SURABAYA
- Dua tersangka kasus dugaan korupsi kredit macet Bank Jatim mengembalikan
uang kerugian negara sebesar Rp 7,5 miliar ke penyidik pidana khusus Kejaksaan
Negeri (Kejari) Tanjung Perak. Uang itu merupakan uang kerugian negara dalam
kasus korupsi yang menimpa bank plat merah tersebut.
Aji Kalbu Pribadi, Kepala
Kejari Tanjung Perak mengatakan, dua tersangka yakni HK, Komisaris PT Semesta
Eltrindo Pura dan BK, Direktur Utama PT Semesta Eltrindo Pura telah
mengembalikan kerugian negara Rp 7,5 miliar. “Penyerahan kerugian negara itu
dilakukan kedua tersangka melalui kuasa hukumnya,” ujarnya, Kamis (2/11/2023).
Meski telah mengembalikan
kerugian negara, Aji menegaskan bahwa kasus tersebut akan tetap berlanjut ke
persidangan. “Proses hukum terhadap kedua tersangka tetap berjalan.

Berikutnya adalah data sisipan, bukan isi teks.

//! Tree cache statistics tracking.

use std::fmt;
use std::sync::atomic::{AtomicU64, Ordering};

/// Statistics tracked by the tree cache.
///
/// All fields are atomic; every counter is independent, so `Ordering::Relaxed`
/// is enough.
///
/// # Example
/// ```
/// use durabletree::cache::CacheStats;
/// use std::sync::atomic::Ordering;
///
/// let stats = CacheStats::new();
/// stats.hits.fetch_add(1, Ordering::Relaxed);
/// assert_eq!(stats.hits.load(Ordering::Relaxed), 1);
/// ```
#[derive(Debug, Default)]
pub struct CacheStats {
    /// Loads served from a cached entry.
    pub hits: AtomicU64,

    /// Loads that had to ask the loader.
    pub misses: AtomicU64,

    /// Trees the loader found and returned.
    pub loads: AtomicU64,

    /// Trees created through the cache.
    pub creations: AtomicU64,

    /// Unpinned entries removed by eviction passes.
    pub evictions: AtomicU64,

    /// Release calls.
    pub releases: AtomicU64,
}

impl CacheStats {
    /// Create a new stats tracker with all counters at zero.
    pub fn new() -> Self {
        Self::default()
    }

    /// Cache hit rate (0.0 to 1.0).
    pub fn hit_rate(&self) -> f64 {
        self.snapshot().hit_rate()
    }

    /// Non-atomic copy for display/logging.
    pub fn snapshot(&self) -> CacheStatsSnapshot {
        CacheStatsSnapshot {
            hits: self.hits.load(Ordering::Relaxed),
            misses: self.misses.load(Ordering::Relaxed),
            loads: self.loads.load(Ordering::Relaxed),
            creations: self.creations.load(Ordering::Relaxed),
            evictions: self.evictions.load(Ordering::Relaxed),
            releases: self.releases.load(Ordering::Relaxed),
        }
    }

    /// Reset all counters to zero.
    pub fn reset(&self) {
        self.hits.store(0, Ordering::Relaxed);
        self.misses.store(0, Ordering::Relaxed);
        self.loads.store(0, Ordering::Relaxed);
        self.creations.store(0, Ordering::Relaxed);
        self.evictions.store(0, Ordering::Relaxed);
        self.releases.store(0, Ordering::Relaxed);
    }
}

/// A point-in-time snapshot of cache statistics.
#[derive(Debug, Clone, Copy, Default, PartialEq, Eq)]
pub struct CacheStatsSnapshot {
    pub hits: u64,
    pub misses: u64,
    pub loads: u64,
    pub creations: u64,
    pub evictions: u64,
    pub releases: u64,
}

impl CacheStatsSnapshot {
    /// Cache hit rate (0.0 to 1.0).
    pub fn hit_rate(&self) -> f64 {
        let total = self.hits + self.misses;
        if total == 0 {
            0.0
        } else {
            self.hits as f64 / total as f64
        }
    }
}

impl fmt::Display for CacheStatsSnapshot {
    fn fmt(&self, f: &mut fmt::Formatter<'_>) -> fmt::Result {
        write!(
            f,
            "CacheStats {{ hits: {}, misses: {}, evictions: {}, hit_rate: {:.2}% }}",
            self.hits,
            self.misses,
            self.evictions,
            self.hit_rate() * 100.0
        )
    }
}

#[cfg(test)]
mod tests {
    use super::*;

    #[test]
    fn test_hit_rate() {
        let stats = CacheStats::new();
        assert_eq!(stats.hit_rate(), 0.0);

        stats.hits.fetch_add(3, Ordering::Relaxed);
        stats.misses.fetch_add(1, Ordering::Relaxed);
        assert_eq!(stats.hit_rate(), 0.75);
    }

    #[test]
    fn test_reset() {
        let stats = CacheStats::new();
        stats.evictions.fetch_add(10, Ordering::Relaxed);
        stats.releases.fetch_add(2, Ordering::Relaxed);

        stats.reset();
        assert_eq!(stats.snapshot(), CacheStatsSnapshot::default());
    }

    #[test]
    fn test_display() {
        let stats = CacheStats::new();
        stats.hits.fetch_add(80, Ordering::Relaxed);
        stats.misses.fetch_add(20, Ordering::Relaxed);

        let display = format!("{}", stats.snapshot());
        assert!(display.contains("hits: 80"));
        assert!(display.contains("80.00%"));
    }
}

Pengembalian kerugian negara tidak menghapus perbuatan pidana yang dilakukan
kedua tersangka,” tegasnya.
Aji mengungkapkan, kasus
korupsi kredit macet Bank Jatim ini tak lama lagi memasuki tahap persidangan di
Pengadilan Tipikor Surabaya. “Berkas perkara telah kami limpahkan ke pengadilan
tipikor. Kami saat ini menunggu penetapan jadwal sidang, beber mantan Kepala
Kejari Karangasem, Bali ini.
Seperti diberitakan
sebelumnya, penyidik pidana khusus Kejari Tanjung Perak menetapkan HK dan BK
sebagai tersangka kasus korupsi kredit macet Bank Jatim. HK dan BK ditetapkan
sebagai tersangka atas kasus korupsi pemberian kredit dari Bank Jatim kepada PT
Semesta Eltrido Pura.
Kasus ini berawal saat PT
Semesta Eltrindo Pura mendapatkan proyek pekerjaan pengadaan panel listrik di
Kalimantan Barat dari PT Wijaya Karya (WIKA) pada 2011. Kemudian pada 2012, PT
Semesta Eltrindro Pura mengajukan permohonan kredit modal kerja ke Bank Jatim.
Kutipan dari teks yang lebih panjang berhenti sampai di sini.